المفاهيم الأساسية
Introducing an Automated Interactive Evaluation framework with a State-Aware Patient Simulator to enhance medical Large Language Models (LLMs) in clinical scenarios.
الملخص
Large Language Models (LLMs) excel in human interactions but lack application in healthcare. The AIE framework and SAPS bridge the gap by simulating doctor-patient interactions realistically. AIE offers dynamic evaluations through multi-turn simulations, enhancing LLM capabilities in clinical tasks. SAPS includes a state tracker, memory bank, and response generator for patient-doctor interactions. Experimental validation shows AIE's effectiveness aligning with human evaluations, revolutionizing medical LLM testing.
الإحصائيات
Large Language Models have significantly advanced various fields.

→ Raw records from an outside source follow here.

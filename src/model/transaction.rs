use crate::model::{Amount, Rejection};
use chrono::NaiveDate;
use serde::{Deserialize, Serialize};

/// Categories offered for income transactions.
pub const INCOME_CATEGORIES: &[&str] = &["Salário", "Freelance", "Investimentos", "Presente", "Outros"];

/// Categories offered for expense transactions.
pub const EXPENSE_CATEGORIES: &[&str] = &[
    "Alimentação",
    "Transporte",
    "Moradia",
    "Saúde",
    "Lazer",
    "Educação",
    "Outros",
];

/// Whether money came in or went out.
#[derive(
    Debug,
    Clone,
    Copy,
    PartialEq,
    Eq,
    Hash,
    Default,
    Serialize,
    Deserialize,
    clap::ValueEnum,
)]
#[serde(rename_all = "lowercase")]
pub enum TransactionType {
    Income,
    #[default]
    Expense,
}

serde_plain::derive_display_from_serialize!(TransactionType);
serde_plain::derive_fromstr_from_deserialize!(TransactionType);

impl TransactionType {
    /// The fixed list of categories a user may pick from for this type.
    pub fn categories(&self) -> &'static [&'static str] {
        match self {
            TransactionType::Income => INCOME_CATEGORIES,
            TransactionType::Expense => EXPENSE_CATEGORIES,
        }
    }

    /// Returns true if `category` is one of the offered categories for this type.
    pub fn offers(&self, category: &str) -> bool {
        self.categories().contains(&category)
    }

    /// The sign shown in front of an amount of this type.
    pub fn sign(&self) -> char {
        match self {
            TransactionType::Income => '+',
            TransactionType::Expense => '-',
        }
    }
}

/// A single recorded income or expense event, as held in memory and as stored under the
/// `transactions` key.
#[derive(Debug, Clone, PartialEq, Eq, Serialize, Deserialize)]
pub struct Transaction {
    pub(crate) id: u64,
    #[serde(rename = "type")]
    pub(crate) r#type: TransactionType,
    pub(crate) category: String,
    pub(crate) amount: Amount,
    #[serde(default)]
    pub(crate) description: String,
    pub(crate) date: NaiveDate,
}

impl Transaction {
    pub fn new(
        id: u64,
        r#type: TransactionType,
        category: impl Into<String>,
        amount: Amount,
        description: impl Into<String>,
        date: NaiveDate,
    ) -> Self {
        Self {
            id,
            r#type,
            category: category.into(),
            amount,
            description: description.into(),
            date,
        }
    }

    pub fn id(&self) -> u64 {
        self.id
    }

    pub fn r#type(&self) -> TransactionType {
        self.r#type
    }

    pub fn category(&self) -> &str {
        &self.category
    }

    pub fn amount(&self) -> Amount {
        self.amount
    }

    pub fn description(&self) -> &str {
        &self.description
    }

    pub fn date(&self) -> NaiveDate {
        self.date
    }

    pub fn is_income(&self) -> bool {
        self.r#type == TransactionType::Income
    }

    pub fn is_expense(&self) -> bool {
        self.r#type == TransactionType::Expense
    }
}

/// A proposed transaction exactly as the user entered it. The amount is still raw text.
#[derive(Debug, Clone, Default, PartialEq, Eq)]
pub struct TransactionDraft {
    pub r#type: TransactionType,
    pub category: String,
    pub amount: String,
    pub description: String,
    pub date: NaiveDate,
}

impl TransactionDraft {
    /// Validates the draft and coerces its amount. This does not assign an id.
    pub(crate) fn accept(self, id: u64) -> Result<Transaction, Rejection> {
        if self.category.trim().is_empty() {
            return Err(Rejection::MissingCategory);
        }
        let amount = match Amount::coerce(&self.amount) {
            Some(amount) if !amount.is_zero() => amount,
            _ => return Err(Rejection::MissingAmount),
        };
        if amount.is_negative() {
            return Err(Rejection::NegativeAmount);
        }
        if !amount.is_within_limit() {
            return Err(Rejection::AmountTooLarge);
        }
        Ok(Transaction {
            id,
            r#type: self.r#type,
            category: self.category,
            amount,
            description: self.description,
            date: self.date,
        })
    }
}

Previous works focus on medical knowledge performance through examinations.
AIE and SAPS provide a realistic platform for assessing LLMs through doctor-patient simulations.
Empirical validation demonstrates the effectiveness of the AIE framework.
SAPS includes a state tracker, memory bank, and response generator for patient-doctor interactions.
Results show superior stability and correlation with human behavior in SAPS simulations.
Comparative evaluation highlights differences between closed-source and open-source models.
Automatic metrics reveal distinctions in diagnostic capabilities among models on different datasets.